Children or adults with cerebral palsy often have disabilities ranging from mild to severe depending on the type. Some of them include:
- Absence of or delayed growth milestones like rolling over, crawling, sitting up or walking.
- Stiff or weak muscles, tremors (involuntary movements)
- Walking difficulties.
- Trouble with coordination.
- Hearing, sensation, speaking and vision Impairments.
- Drooling and difficulty in swallowing
- Learning difficulties
- Seizures or Epilepsy
- Behavioral and emotional challenges
Risk factors are occurrences that increase the chances of developing a disease condition. The factors that increase the risk of a child having Cerebral Palsy are
- Premature birth: a baby born before 28 weeks of pregnancy is prone to Cerebral Palsy. The earlier the birth of the baby, the higher the chances of developing CP.
- Multiple babies (twin, triplets): when more than one child is sharing the uterus, it increases the risk. The risk is further increased when one of them dies.
- Infections during pregnancy: some infections like Toxoplasmosis caused by a parasite found in contaminated food when ingested by the mother can increase the risk of her pregnant child having Cerebral Palsy. Syphilis, a sexually transmitted bacteria and Herpes which can be transferred from mother to child, affecting the womb and placenta also increases the chances to the child developing cerebral palsy. Rubella (German Measles) if found in the mother is also a risk factor.
- Difficult delivery: the risk of Cerebral Palsy is increased when there are difficulties like the baby being in the Breech position, the feet-first position instead of headfirst at the beginning of labour. Another difficulty that can occur is when the brain does not get enough oxygen during labor, although this is not a high-risk factor of Cerebral palsy.
- Head Trauma: when a newborn has an accident or has a fall that affects the brain or causes an injury to the brain, the baby is very likely to have cerebral palsy.
- Low Birth Weight: babies born at 2.5kg or below are at increased risk of having cerebral palsy. The lower the birth weight, the higher the risk.
Prevention of Cerebral Palsy
Cerebral palsy cannot outrightly be prevented but the risks of your child having it can be lowered b having ample information and being careful and cautious.

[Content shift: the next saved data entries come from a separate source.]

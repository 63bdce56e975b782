//! Worker side of the scheduler
//!
//! The scheduler never fetches anything itself. This module provides the
//! seam a fetch layer plugs into:
//! - The async [`Fetcher`] trait implemented by the caller
//! - A [`WorkerPool`] that polls the scheduler, runs fetches and reports
//!   completions and failures back

mod worker;

pub use worker::{FetchError, FetchOutcome, Fetcher, WorkerPool, WorkerSummary, FETCHER_PANICKED};
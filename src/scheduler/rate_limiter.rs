//! Per-domain politeness delays
//!
//! The rate limiter answers one question: may a task for this domain be
//! dispatched now? It never blocks; the scheduler decides what to do with a
//! domain that is not ready.

use crate::state::DomainState;
use crate::url::matches_wildcard;
use std::collections::HashMap;
use std::time::{Duration, Instant};

/// Tracks the last dispatch per domain and the minimum delay between dispatches
#[derive(Debug, Clone)]
pub struct RateLimiter {
    /// Delay applied to domains without an override
    default_delay: Duration,

    /// Overrides keyed by domain pattern, most specific first
    overrides: Vec<(String, Duration)>,

    /// Per-domain dispatch tracking
    domain_states: HashMap<String, DomainState>,
}

impl RateLimiter {
    /// Creates a new rate limiter
    ///
    /// # Arguments
    ///
    /// * `default_delay` - Minimum delay for domains without an override
    /// * `overrides` - Per-domain delays; keys are exact domains or `*.domain` wildcards
    pub fn new(default_delay: Duration, overrides: HashMap<String, Duration>) -> Self {
        let mut overrides: Vec<(String, Duration)> = overrides
            .into_iter()
            .map(|(pattern, delay)| (pattern.to_lowercase(), delay))
            .collect();

        // Exact patterns win over wildcards; longer wildcards win over shorter ones
        overrides.sort_by(|(a, _), (b, _)| {
            a.starts_with("*.")
                .cmp(&b.starts_with("*."))
                .then_with(|| b.len().cmp(&a.len()))
                .then_with(|| a.cmp(b))
        });

        Self {
            default_delay,
            overrides,
            domain_states: HashMap::new(),
        }
    }

    /// Resolves the minimum inter-dispatch delay for a domain
    pub fn delay_for(&self, domain: &str) -> Duration {
        self.overrides
            .iter()
            .find(|(pattern, _)| matches_wildcard(pattern, domain))
            .map(|(_, delay)| *delay)
            .unwrap_or(self.default_delay)
    }

    /// Checks whether a task for `domain` may be dispatched at `now`
    pub fn can_dispatch(&self, domain: &str, now: Instant) -> bool {
        let can = match self.domain_states.get(domain) {
            Some(state) => state.can_dispatch(self.delay_for(domain), now),
            None => true,
        };
        tracing::trace!("Checking domain {}: can_dispatch={}", domain, can);
        can
    }

    /// Records a dispatch to `domain`, replacing any earlier record
    pub fn record_dispatch(&mut self, domain: &str, now: Instant) {
        self.domain_states
            .entry(domain.to_string())
            .or_insert_with(DomainState::new)
            .record_dispatch(now);
    }

    /// Time until `domain` may be dispatched again, or None if it may be now
    pub fn time_until_ready(&self, domain: &str, now: Instant) -> Option<Duration> {
        self.domain_states
            .get(domain)
            .and_then(|state| state.time_until_next_dispatch(self.delay_for(domain), now))
    }

    /// Gets the dispatch state for a specific domain
    pub fn domain_state(&self, domain: &str) -> Option<&DomainState> {
        self.domain_states.get(domain)
    }

    /// Number of domains with at least one recorded dispatch
    pub fn tracked_domains(&self) -> usize {
        self.domain_states.len()
    }

    /// Forgets every recorded dispatch
    pub fn clear(&mut self) {
        self.domain_states.clear();
    }
}
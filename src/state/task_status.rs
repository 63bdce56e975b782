//! Task status definitions for the scheduler state machine
//!
//! ```text
//! PENDING --dispatch--> RUNNING --complete--> COMPLETED
//! RUNNING --fail, retries left--> PENDING
//! RUNNING --fail, retries exhausted--> FAILED
//! PENDING/RUNNING --cancel--> CANCELLED
//! ```

use serde::Serialize;
use std::fmt;

/// Represents the current state of a task in the scheduler
#[derive(Debug, Clone, Copy, PartialEq, Eq, Hash, Serialize)]
#[serde(rename_all = "snake_case")]
pub enum TaskStatus {
    // ===== Active States =====
    /// Task is waiting in a queue (possibly in retry backoff)
    Pending,

    /// Task has been handed to a worker
    Running,

    // ===== Terminal States =====
    /// Worker reported success
    Completed,

    /// Retries exhausted or retry not allowed
    Failed,

    /// Cancelled by the caller
    Cancelled,
}

impl TaskStatus {
    /// Returns true if this is a terminal state (no further transitions)
    pub fn is_terminal(&self) -> bool {
        !self.is_active()
    }

    /// Returns true if the task is part of the frontier
    pub fn is_active(&self) -> bool {
        matches!(self, Self::Pending | Self::Running)
    }

    /// Returns true if the state machine permits moving from `self` to `next`
    pub fn can_transition_to(&self, next: TaskStatus) -> bool {
        matches!(
            (self, next),
            (Self::Pending, Self::Running)
                | (Self::Pending, Self::Cancelled)
                | (Self::Running, Self::Completed)
                | (Self::Running, Self::Pending)
                | (Self::Running, Self::Failed)
                | (Self::Running, Self::Cancelled)
        )
    }

    /// Returns the lowercase name used in logs and serialized snapshots
    pub fn as_str(&self) -> &'static str {
        match self {
            Self::Pending => "pending",
            Self::Running => "running",
            Self::Completed => "completed",
            Self::Failed => "failed",
            Self::Cancelled => "cancelled",
        }
    }
}

impl fmt::Display for TaskStatus {
    fn fmt(&self, f: &mut fmt::Formatter<'_>) -> fmt::Result {
        f.write_str(self.as_str())
    }
}
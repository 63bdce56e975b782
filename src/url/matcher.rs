/// Checks if a domain matches a wildcard pattern
///
/// Patterns are either an exact domain (`example.com`) or a wildcard
/// (`*.example.com`). A wildcard covers the bare domain and every subdomain
/// below it, at any nesting depth. Both sides are expected in lowercase.
///
/// # Examples
///
/// ```
/// use ripple_frontier::url::matches_wildcard;
///
/// assert!(matches_wildcard("example.com", "example.com"));
/// assert!(!matches_wildcard("example.com", "blog.example.com"));
///
/// assert!(matches_wildcard("*.example.com", "example.com"));
/// assert!(matches_wildcard("*.example.com", "api.v2.example.com"));
/// assert!(!matches_wildcard("*.example.com", "notexample.com"));
/// ```
pub fn matches_wildcard(pattern: &str, candidate: &str) -> bool {
    match pattern.strip_prefix("*.") {
        Some(base) => {
            candidate == base
                || candidate
                    .strip_suffix(base)
                    .is_some_and(|prefix| prefix.ends_with('.'))
        }
        None => candidate == pattern,
    }
}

- Avoid taking harmful on unprescribed substances during pregnancy
- Get vaccinated against risk infections like rubella
- Visit your obstetrician for regular checkups during pregnancy to ward off or quickly dispel any infections and to screen you for possible complications during pregnancy
Cerebral Palsy is not curable. However, the damage is not progressive as it does not worsen overtime as the child grows into adulthood. People with this condition would naturally need support from family and friends to help them live as normally as possible depending on the type of cerebral palsy. Apart from the Medications that would be given to children diagnosed with cerebral palsy, a number of specialists are also required; Cerebral palsy does not kill, a lot of children with this condition grow up to live independently as adults depending on the severity of disabilities it causes. Some may have to live on the support and care of their family forever. However, some complications of cerebral palsy may be life threatening if not properly managed. For instance, difficulty in swallowing may cause malnutrition and is a risk factor for other deficiencies and lowered immunity against infections. Generally, when well-managed, a child with cerebral palsy can have the same life expectancy as other children.